Jerrio’s Cafe ~ 気がつけば音楽が流れていた

 店主 Jerrio の四方山話と愛聴盤紹介。ジャンルの壁を越え、心に残った音楽について語ります。

カレンの歌声が聴きたい

 カレンの歌声が聴きたい...そういう思いに駆られるときがある。その頻度は数年に1度というところだろうか。そのたびに僕は、カーペンターズの旧譜を1枚、また1枚と買い足してきた。

 カレン・カーペンターの歌声は、僕にとっては精神の安定剤のようなものだ。女性の歌声にしては少し低めの音域がしっかりと伸び、安心感をもたらせてくれる。素直な音楽の上にストレートに乗ってくる声の感触が、とても心地いい。いつ聴いても同じように落ち着いた気分になれる。

 そういう風に感じる歌声は人によって違うのだろう。ある人にとっては、「相対性理論」のやくしまるえつこの声かもしれないし、あるいはノラ・ジョーンズや「いきものがかり」の吉岡さんだったりするのかもしれない。いや、そりゃあやっぱり「舟歌」を歌う八代亜紀やね、っていう人も、なんとなくいそうだ。

 でも、考えてみれば、それは単に声だけのせいでもないのだろう。その歌声をどういうシチュエーションで聴いてきたのかが影響しているような気もする。

 十代の前半に深夜放送を聴き始めた頃、彼らの音楽は、それはそれはよく流れてきた。調べてみると僕が中学生の頃が、カーペンターズの日本での全盛期と重なっている。「シング」も「イエスタデイ・ワンス・モア」も「トップ・オブ・ザ・ワールド」も「ジャンバラヤ」も、全てその時代の曲だ。

 「シング」に至っては、音楽の教科書にまで日本語で登場し、カーペンターズ自身が一種の「文部省推薦ポップスグループ」みたいになっていたので、当時よく耳には入ってきたものの、ちょっとひね始めていた僕のライブラリーには当然の如く入っていなかった。

 そんな中で、1枚だけLP盤で持っていたアルバムが1975年リリースの 『Horizon(緑の地平線)』 だ。今や彼らのオリジナルアルバムはほぼ全てCDで手元にあるのだが、その中で僕が一枚挙げるとすれば、やはりこのアルバムだ。

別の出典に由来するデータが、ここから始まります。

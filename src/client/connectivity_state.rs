/*
 *
 * Copyright 2025 Crossbar authors.
 *
 * Licensed under the Apache License, Version 2.0 (the "License");
 * you may not use this file except in compliance with the License.
 * You may obtain a copy of the License at
 *
 *     http://www.apache.org/licenses/LICENSE-2.0
 *
 * Unless required by applicable law or agreed to in writing, software
 * distributed under the License is distributed on an "AS IS" BASIS,
 * WITHOUT WARRANTIES OR CONDITIONS OF ANY KIND, either express or implied.
 * See the License for the specific language governing permissions and
 * limitations under the License.
 *
 */

use std::collections::HashMap;
use std::sync::{Arc, Weak};

use parking_lot::Mutex;
use tokio::sync::mpsc;
use tonic::Status;
use tracing::debug;

use super::ConnectivityState;

/// The channel's ordered connectivity-state variable plus fan-out to
/// watchers.
///
/// Writes happen on the channel's control-plane serializer (and once, at
/// shutdown, from the lifecycle path); reads are thread-safe.  Each watcher
/// tracks the last state delivered to it and is only notified when the state
/// it would observe actually differs.
pub(crate) struct ConnectivityStateTracker {
    inner: Mutex<TrackerInner>,
}

struct TrackerInner {
    state: ConnectivityState,
    // Status describing the state; non-OK only for TransientFailure and
    // Shutdown.
    status: Status,
    next_id: u64,
    watchers: HashMap<u64, WatcherEntry>,
}

struct WatcherEntry {
    last_delivered: Option<ConnectivityState>,
    tx: mpsc::UnboundedSender<(ConnectivityState, Status)>,
}

impl ConnectivityStateTracker {
    pub(crate) fn new(initial: ConnectivityState) -> Arc<Self> {
        Arc::new(Self {
            inner: Mutex::new(TrackerInner {
                state: initial,
                status: Status::new(tonic::Code::Ok, ""),
                next_id: 0,
                watchers: HashMap::new(),
            }),
        })
    }

    pub(crate) fn state(&self) -> ConnectivityState {
        self.inner.lock().state
    }

    pub(crate) fn status(&self) -> Status {
        self.inner.lock().status.clone()
    }

    /// Moves the tracker to `state` and notifies every watcher whose last
    /// delivered state differs.  The Shutdown state is sticky; attempts to
    /// leave it are ignored.
    pub(crate) fn set_state(&self, state: ConnectivityState, status: Status, reason: &str) {
        let mut inner = self.inner.lock();
        if inner.state == ConnectivityState::Shutdown && state != ConnectivityState::Shutdown {
            tracing::warn!(to = %state, "ignoring illegal transition out of Shutdown");
            return;
        }
        debug!(from = %inner.state, to = %state, reason, "connectivity state change");
        inner.state = state;
        inner.status = status.clone();
        inner.watchers.retain(|_, entry| {
            if entry.last_delivered == Some(state) {
                return true;
            }
            entry.last_delivered = Some(state);
            // A closed receiver means the watcher was dropped; forget it.
            entry.tx.send((state, status.clone())).is_ok()
        });
    }

    /// Registers a watcher.  If the current state differs from `initial`, the
    /// current state is delivered immediately; otherwise the watcher hears
    /// about the next change.
    pub(crate) fn add_watcher(
        self: &Arc<Self>,
        initial: Option<ConnectivityState>,
    ) -> StateWatcher {
        let (tx, rx) = mpsc::unbounded_channel();
        let mut inner = self.inner.lock();
        let id = inner.next_id;
        inner.next_id += 1;
        let mut entry = WatcherEntry {
            last_delivered: initial,
            tx,
        };
        if initial != Some(inner.state) {
            entry.last_delivered = Some(inner.state);
            let _ = entry.tx.send((inner.state, inner.status.clone()));
        }
        inner.watchers.insert(id, entry);
        StateWatcher {
            id,
            rx,
            tracker: Arc::downgrade(self),
        }
    }

    fn remove_watcher(&self, id: u64) {
        // Idempotent: removing an already-removed watcher is a no-op.
        self.inner.lock().watchers.remove(&id);
    }

    #[cfg(test)]
    pub(crate) fn watcher_count(&self) -> usize {
        self.inner.lock().watchers.len()
    }
}

/// An application-facing subscription to a channel's connectivity state.
/// Dropping the watcher cancels it.
pub struct StateWatcher {
    id: u64,
    rx: mpsc::UnboundedReceiver<(ConnectivityState, Status)>,
    tracker: Weak<ConnectivityStateTracker>,
}

impl StateWatcher {
    /// Waits for the next state delivery.  Returns None if the channel was
    /// destroyed.
    pub async fn next(&mut self) -> Option<(ConnectivityState, Status)> {
        self.rx.recv().await
    }
}

impl Drop for StateWatcher {
    fn drop(&mut self) {
        if let Some(tracker) = self.tracker.upgrade() {
            tracker.remove_watcher(self.id);
        }
    }
}

#[cfg(test)]
mod test {
    use tonic::Status;

    use super::ConnectivityStateTracker;
    use crate::client::ConnectivityState;

    #[tokio::test]
    async fn watcher_sees_changes_once() {
        let tracker = ConnectivityStateTracker::new(ConnectivityState::Idle);
        let mut watcher = tracker.add_watcher(Some(ConnectivityState::Idle));

        tracker.set_state(ConnectivityState::Connecting, Status::new(tonic::Code::Ok, ""), "test");
        // Same-state update is not re-delivered.
        tracker.set_state(ConnectivityState::Connecting, Status::new(tonic::Code::Ok, ""), "test");
        tracker.set_state(ConnectivityState::Ready, Status::new(tonic::Code::Ok, ""), "test");

        assert_eq!(watcher.next().await.unwrap().0, ConnectivityState::Connecting);
        assert_eq!(watcher.next().await.unwrap().0, ConnectivityState::Ready);
        assert!(watcher.rx.try_recv().is_err());
    }

    #[tokio::test]
    async fn stale_initial_state_is_delivered_immediately() {
        let tracker = ConnectivityStateTracker::new(ConnectivityState::Connecting);
        let mut watcher = tracker.add_watcher(Some(ConnectivityState::Idle));
        assert_eq!(watcher.next().await.unwrap().0, ConnectivityState::Connecting);
    }

    #[tokio::test]
    async fn shutdown_is_sticky() {
        let tracker = ConnectivityStateTracker::new(ConnectivityState::Ready);
        tracker.set_state(
            ConnectivityState::Shutdown,
            Status::unavailable("closed"),
            "test",
        );
        tracker.set_state(ConnectivityState::Ready, Status::new(tonic::Code::Ok, ""), "test");
        assert_eq!(tracker.state(), ConnectivityState::Shutdown);
        assert_eq!(tracker.status().message(), "closed");
    }

    #[tokio::test]
    async fn dropping_watcher_unregisters_it() {
        let tracker = ConnectivityStateTracker::new(ConnectivityState::Idle);
        let watcher = tracker.add_watcher(Some(ConnectivityState::Idle));
        assert_eq!(tracker.watcher_count(), 1);
        drop(watcher);
        assert_eq!(tracker.watcher_count(), 0);
        // Removal after the fact stays a no-op.
        tracker.remove_watcher(0);
    }
}
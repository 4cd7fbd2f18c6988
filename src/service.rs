/*
 *
 * Copyright 2025 Crossbar authors.
 *
 * Licensed under the Apache License, Version 2.0 (the "License");
 * you may not use this file except in compliance with the License.
 * You may obtain a copy of the License at
 *
 *     http://www.apache.org/licenses/LICENSE-2.0
 *
 * Unless required by applicable law or agreed to in writing, software
 * distributed under the License is distributed on an "AS IS" BASIS,
 * WITHOUT WARRANTIES OR CONDITIONS OF ANY KIND, either express or implied.
 * See the License for the specific language governing permissions and
 * limitations under the License.
 *
 */

use std::{any::Any, pin::Pin};

use futures_core::Stream;
use tonic::{async_trait, Request as TonicRequest, Response as TonicResponse, Status};

/// A request is a stream of messages plus metadata.  Unary RPCs are streams
/// that yield exactly one message.
pub type Request = TonicRequest<Pin<Box<dyn Stream<Item = Box<dyn Message>> + Send + Sync>>>;

/// A response is a stream of message-or-status items plus metadata.  A call
/// that fails before reaching a server produces a response whose stream
/// yields a single `Err` item.
pub type Response =
    TonicResponse<Pin<Box<dyn Stream<Item = Result<Box<dyn Message>, Status>> + Send + Sync>>>;

/// Anything that can accept a request for a named method and produce a
/// response.  Channels, filters' downstream handles, and connected transports
/// all speak this shape.
#[async_trait]
pub trait Service: Send + Sync {
    async fn call(&self, method: String, request: Request) -> Response;
}

/// An opaque message.  Codecs are out of scope for the dispatch core; tests
/// and transports downcast through `as_any`.
pub trait Message: Any + Send + Sync {
    fn as_any(&self) -> &dyn Any;
}

impl Message for String {
    fn as_any(&self) -> &dyn Any {
        self
    }
}

/// Builds a response that fails immediately with the given status.
pub(crate) fn error_response(status: Status) -> Response {
    TonicResponse::new(Box::pin(tokio_stream::once(Err(status))))
}

/// Builds a request with an empty message stream.  Used for control
/// operations, like pings, that exercise a pick without carrying a payload.
pub(crate) fn empty_request() -> Request {
    TonicRequest::new(Box::pin(tokio_stream::empty()))
}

 『Horizon』 は、常にビルボードのアルバムチャートで5位以内に入ってきた彼らの人気に陰りが見え始め、初めて10位にも入らなかったアルバムである。それ以降彼らがTOP10に返り咲くことは二度となかった。そういうアルバムを何故購入したのか。それは当時高校受験の只中で、そのアルバムからシングルカットされた「Solitaire(ソリティアー)」に、何故か心惹かれたからだった。

 シングル曲しか聴いていなかったカーペンターズだったが、このアルバムにはそれまで感じなかった彼らの「愁い」を強く感じた。それが当時の僕の気持ちともマッチしていたのだろう。このアルバムは結構聴いた気がする。

 3曲目にはイーグルスの「Desperado」のカバーが入っている。この曲には、原曲とは別種の感慨がある。当時特に好きだったナンバーだ。

 5曲目の「I Can Dream, Can't I?」などを聴くと、今、もう少し時代を生きたカレンに、ジャズのスタンダードナンバーを歌わせることができたとすれば、さぞや素晴らしい音楽を聴かせてくれるんだろうなあ、なんて思わせてくれる。

 9曲目の「Love Me For What I Am?(愛は木の葉のように)」のように、シングルカットされていない名曲も多く、下降気味の時代のアルバムとはいえ、その底に流れるものに強く惹かれるのだ。

 その後の、カレン・カーペンターの辿った道を思うとき、僕はどうしてもこのアルバムから立ち上る愁いの香りとリンクさせてしまう。彼女の持つ愁いは、既にその声の中にあった。そしてその愁いを払拭することは、生涯できなかったように思う。

 

 そういえば、その翌年発売されたシングル盤、「I Need to Be in Love(青春の輝き)」を僕は大好きだった。後で知ったのだが、この曲はカレン自身が最も愛した曲だったらしい。自らの思いを代弁しているような内容であり、毎回冷静に歌うことができないくらい感情移入したのだという。

 しかしその曲はラジオでもあまり流れることなく消えていった。既にカーペンターズの時代は終わりを迎え、時代の求める音楽も変わっていたのだ。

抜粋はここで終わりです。